Selection of Patients
Women aged 18–49 who applied to the IVF Center for infertility treatment were included in the study after being provided with the necessary information and giving written consent. Exclusion criteria included being under 18 or over 50, using intrauterine devices (IUDs), having acute infection signs, being menstruating, having abnormal bleeding, being pregnant or lactating, and being menopausal.
Vaginal pH Measurement and Diagnosis of Vaginal Infections
Vaginal pH measurements were performed on all eligible participants using a "Handheld Digital pH meter." "Sabouraud Dextrose Agar" culture medium was used to detect mycological pathogens in the vaginal mucosa.
Collection of Blood Samples
Blood samples were collected from all participants for E2 level testing.

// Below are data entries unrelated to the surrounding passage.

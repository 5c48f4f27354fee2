use std::path::{Path, PathBuf};
use std::sync::Once;

static CREATE_DIR_WARNED: Once = Once::new();

/// Resolve the Hyperlens home directory.
///
/// Priority:
/// 1) HYPERLENS_HOME
/// 2) the user's home directory
/// 3) ./.hyperlens
pub fn hyperlens_home() -> PathBuf {
    if let Ok(override_path) = std::env::var("HYPERLENS_HOME") {
        return PathBuf::from(override_path);
    }
    if let Some(home) = dirs::home_dir() {
        return home.join(".hyperlens");
    }
    PathBuf::from(".").join(".hyperlens")
}

fn ensure_home_dir(home: &Path) {
    if let Err(err) = std::fs::create_dir_all(home) {
        CREATE_DIR_WARNED.call_once(|| {
            eprintln!(
                "Warning: failed to create Hyperlens home directory {}: {}. Set HYPERLENS_HOME.",
                home.display(),
                err
            );
        });
    }
}

/// Default config file: ~/.hyperlens/config.toml
pub fn default_config_path() -> PathBuf {
    hyperlens_home().join("config.toml")
}

/// Default logs directory: ~/.hyperlens/logs
pub fn default_logs_dir() -> PathBuf {
    let home = hyperlens_home();
    ensure_home_dir(&home);
    home.join("logs")
}

/// Default staging directory for uploads: ~/.hyperlens/uploads
pub fn default_staging_dir() -> PathBuf {
    let home = hyperlens_home();
    ensure_home_dir(&home);
    home.join("uploads")
}
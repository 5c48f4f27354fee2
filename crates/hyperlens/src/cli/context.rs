//! Per-invocation state shared by the one-shot commands.

use hyperlens_engine::{CancellationToken, Dispatcher, ProcessEngine};
use hyperlens_protocol::HyperlensConfig;
use std::time::Duration;
use tracing::{info, warn};

/// Grace period between the first Ctrl-C and a hard exit.
const INTERRUPT_GRACE: Duration = Duration::from_secs(2);

/// Exit code for a command stopped by Ctrl-C.
pub const EXIT_INTERRUPTED: u8 = 130;

pub struct CommandContext {
    pub config: HyperlensConfig,
    pub dispatcher: Dispatcher,
    pub cancel: CancellationToken,
}

impl CommandContext {
    pub fn new(config: HyperlensConfig) -> Self {
        let engine = ProcessEngine::new(&config.engine);
        Self {
            config,
            dispatcher: Dispatcher::from_engine(engine),
            cancel: CancellationToken::new(),
        }
    }

    /// Cancel the in-flight engine call on Ctrl-C.
    ///
    /// A command blocked outside the engine (waiting at a prompt) cannot see
    /// the token, so the process exits with 130 after a short grace period.
    pub fn cancel_on_ctrl_c(&self) {
        let cancel = self.cancel.clone();
        tokio::spawn(async move {
            if let Err(e) = tokio::signal::ctrl_c().await {
                warn!("Failed to listen for Ctrl-C: {}", e);
                return;
            }
            info!("Interrupted, cancelling engine call");
            cancel.cancel();
            tokio::time::sleep(INTERRUPT_GRACE).await;
            eprintln!();
            std::process::exit(i32::from(EXIT_INTERRUPTED));
        });
    }
}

Routine blood tests were performed at the IVF Center, and additional tests for estradiol levels were included. Blood samples were analyzed at the hospital's biochemistry laboratory.
Biochemical Measurements
Estradiol levels were measured in all patients during the follicular phase of the menstrual cycle (days 2 or 3) and after treatment. Blood samples were analyzed using chemiluminescent methods.
Statistical Analysis
Data were analyzed using IBM SPSS 22.0 software. The Kolmogorov-Smirnov test was used to assess data distribution, and nonparametric analyses were conducted due to non-normal distribution. Descriptive tables and percentage distributions were created for socio-demographic data. The significance level was set at p < 0.05.